In 2012-13, a total of 21,814 people were detained by police under section 136 of the Mental Health Act. The CQC said that 7,761 cases ended up in police cells rather than health-based places of safety. The review also found a direct link between place of safety provision and the use of police cells.
Concerns were also raised that assessments of people admitted to units were being delayed due to a lack of availability of approved mental health professionals (AMHPs) and doctors. The majority of units (72%) said delays were most likely to occur out of hours.
Dr Paul Lelliott, the CQC’s lead inspector for mental health services, said that the findings showed that provision was ‘not good enough’.
“There would be a national outcry if people experiencing a physical health crisis were treated in the same way. Imagine if people who had had a heart attack or stroke, were regularly turned away from an A&E department due to a lack of staff or beds, or if people who had been seriously injured in an accident or attacked were told they couldn’t receive care because they had been drinking or were showing signs of being disturbed,” he said.
Steve Chamberlain, chair of The College of Social Work’s AMHP leads network, said that there were “real issues” around place of safety capacity, particularly as many areas had reduced the number of units available in recent years.
“Many places of safety now serve more than one hospital or acute catchment area, and therefore there is a need to ensure adequate capacity and staffing to receive more than one detainee at a time. I would absolutely support the move to using health based places of safety nationally rather than police cells. This has been the norm across London for many years now,” he said.

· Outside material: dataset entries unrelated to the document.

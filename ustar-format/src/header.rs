//! The decoded form of a tar header block and its on-disk layout.

use std::fmt;

use crate::error::{Error, Result};

/// Size of every header block, and the alignment of every entry.
pub const BLOCK_SIZE: usize = 512;

pub(crate) mod layout {
    //! Byte offsets and widths of the fixed header fields.

    pub const NAME: usize = 0;
    pub const NAME_LEN: usize = 100;
    pub const MODE: usize = 100;
    pub const MODE_LEN: usize = 8;
    pub const OWNER: usize = 108;
    pub const OWNER_LEN: usize = 8;
    pub const GROUP: usize = 116;
    pub const GROUP_LEN: usize = 8;
    pub const SIZE: usize = 124;
    pub const SIZE_LEN: usize = 12;
    pub const MTIME: usize = 136;
    pub const MTIME_LEN: usize = 12;
    pub const CHECKSUM: usize = 148;
    pub const CHECKSUM_LEN: usize = 8;
    pub const TYPE: usize = 156;
    pub const LINKNAME: usize = 157;
    pub const LINKNAME_LEN: usize = 100;
}

/// Maximum length in bytes of an entry name or link target.
pub const NAME_MAX: usize = layout::NAME_LEN;

/// The type tag stored in byte 156 of the header.
#[derive(Debug, Clone, Copy, PartialEq, Eq, Hash, Default)]
pub enum EntryType {
    #[default]
    Regular,
    HardLink,
    Symlink,
    CharDevice,
    BlockDevice,
    Directory,
    Fifo,
    Other(u8),
}

impl EntryType {
    /// A NUL tag is read as a regular file, as old archivers wrote it.
    pub fn from_byte(byte: u8) -> EntryType {
        match byte {
            b'0' | b'\0' => EntryType::Regular,
            b'1' => EntryType::HardLink,
            b'2' => EntryType::Symlink,
            b'3' => EntryType::CharDevice,
            b'4' => EntryType::BlockDevice,
            b'5' => EntryType::Directory,
            b'6' => EntryType::Fifo,
            other => EntryType::Other(other),
        }
    }

    pub fn as_byte(self) -> u8 {
        match self {
            EntryType::Regular => b'0',
            EntryType::HardLink => b'1',
            EntryType::Symlink => b'2',
            EntryType::CharDevice => b'3',
            EntryType::BlockDevice => b'4',
            EntryType::Directory => b'5',
            EntryType::Fifo => b'6',
            EntryType::Other(0) => b'0',
            EntryType::Other(byte) => byte,
        }
    }

    #[inline(always)]
    pub fn is_file(self) -> bool {
        self == EntryType::Regular
    }

    #[inline(always)]
    pub fn is_dir(self) -> bool {
        self == EntryType::Directory
    }

    #[inline(always)]
    pub fn is_symlink(self) -> bool {
        self == EntryType::Symlink
    }
}

/// A name field of at most [`NAME_MAX`] bytes, stored inline.
///
/// Tar does not mandate an encoding for names, so the bytes are kept as-is;
/// use [`EntryName::to_str`] when UTF-8 is expected.
#[derive(Clone, Copy, PartialEq, Eq, Hash)]
pub struct EntryName {
    buf: [u8; NAME_MAX],
    len: u8,
}

impl EntryName {
    pub const fn empty() -> EntryName {
        EntryName {
            buf: [0; NAME_MAX],
            len: 0,
        }
    }

    pub fn new<B: AsRef<[u8]>>(name: B) -> Result<EntryName> {
        let name = name.as_ref();
        if name.len() > NAME_MAX {
            return Err(Error::NameTooLong {
                len: name.len(),
                limit: NAME_MAX,
            });
        }
        if name.contains(&0) {
            return Err(Error::ApiMisuse("entry names cannot contain NUL bytes"));
        }

        let mut out = EntryName::empty();
        out.buf[..name.len()].copy_from_slice(name);
        out.len = name.len() as u8;
        Ok(out)
    }

    /// Reads a field up to its first NUL, or the whole field if it has none.
    pub(crate) fn from_field(field: &[u8]) -> EntryName {
        let field = &field[..field.len().min(NAME_MAX)];
        let len = field.iter().position(|b| *b == 0).unwrap_or(field.len());

        let mut out = EntryName::empty();
        out.buf[..len].copy_from_slice(&field[..len]);
        out.len = len as u8;
        out
    }

    #[inline(always)]
    pub fn as_bytes(&self) -> &[u8] {
        &self.buf[..self.len as usize]
    }

    pub fn to_str(&self) -> std::result::Result<&str, std::str::Utf8Error> {
        std::str::from_utf8(self.as_bytes())
    }

    #[inline(always)]
    pub fn len(&self) -> usize {
        self.len as usize
    }

    #[inline(always)]
    pub fn is_empty(&self) -> bool {
        self.len == 0
    }
}

impl Default for EntryName {
    fn default() -> Self {
        EntryName::empty()
    }
}

impl fmt::Display for EntryName {
    fn fmt(&self, f: &mut fmt::Formatter<'_>) -> fmt::Result {
        write!(f, "{}", String::from_utf8_lossy(self.as_bytes()))
    }
}

impl fmt::Debug for EntryName {
    fn fmt(&self, f: &mut fmt::Formatter<'_>) -> fmt::Result {
        write!(f, "{:?}", String::from_utf8_lossy(self.as_bytes()))
    }
}

impl PartialEq<str> for EntryName {
    fn eq(&self, other: &str) -> bool {
        self.as_bytes() == other.as_bytes()
    }
}

impl PartialEq<&str> for EntryName {
    fn eq(&self, other: &&str) -> bool {
        self.as_bytes() == other.as_bytes()
    }
}

/// One archive entry's header.
#[derive(Debug, Clone, Copy, PartialEq, Eq, Default)]
pub struct Header {
    pub name: EntryName,

    /// Target of a symlink or hard link; empty otherwise.
    pub linkname: EntryName,

    /// POSIX permission bits.
    pub mode: u32,
    pub owner: u32,
    pub group: u32,

    /// The exact length of the payload that follows the header. Entries are
    /// padded with zeroes to the next block boundary after this many bytes.
    pub size: u64,

    /// Modification time in seconds since the Unix epoch.
    pub mtime: u64,
    pub kind: EntryType,
}

impl Header {
    pub fn new<B: AsRef<[u8]>>(name: B, kind: EntryType) -> Result<Header> {
        Ok(Header {
            name: EntryName::new(name)?,
            kind,
            ..Default::default()
        })
    }

    pub fn with_size(mut self, size: u64) -> Header {
        self.size = size;
        self
    }

    pub fn with_mode(mut self, mode: u32) -> Header {
        self.mode = mode;
        self
    }

    pub fn with_mtime(mut self, mtime: u64) -> Header {
        self.mtime = mtime;
        self
    }

    pub fn with_owner(mut self, owner: u32, group: u32) -> Header {
        self.owner = owner;
        self.group = group;
        self
    }

    pub fn with_linkname<B: AsRef<[u8]>>(mut self, linkname: B) -> Result<Header> {
        self.linkname = EntryName::new(linkname)?;
        Ok(self)
    }

    /// Bytes the payload occupies on disk, including the trailing padding.
    #[inline(always)]
    pub fn padded_size(&self) -> u64 {
        round_up(self.size)
    }
}

/// Rounds `n` up to the next multiple of [`BLOCK_SIZE`].
#[inline(always)]
pub fn round_up(n: u64) -> u64 {
    let block = BLOCK_SIZE as u64;
    n + (block - n % block) % block
}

Faye Wilson, chair of the British Association of Social Workers’ mental health reference group, said that the CQC’s findings reflected concerns that practitioners’ had been warning about for a long time.
On the issue of delays due to AMHP availability, Wilson said: “There are concerns about AMHP availability out of hours and this reflects the lack of leadership in many local authorities on mental health. It is a statutory responsibility for councils to provide enough AMHPs for a 24 hour service and if this is not happening then serious action needs to be taken. However, we know nationally that some issues delaying assessments are not about AMHPs’ ability to respond in themselves but due to things like lack of bed availability or doctors.”
Home secretary Theresa May said: “We must never accept a situation when a person in crisis is denied care because a health-based place of safety is full or unstaffed, or just because the person is intoxicated. This kind of exclusion is not consistent with the Crisis Care Concordat we launched with the Department of Health in February this year.”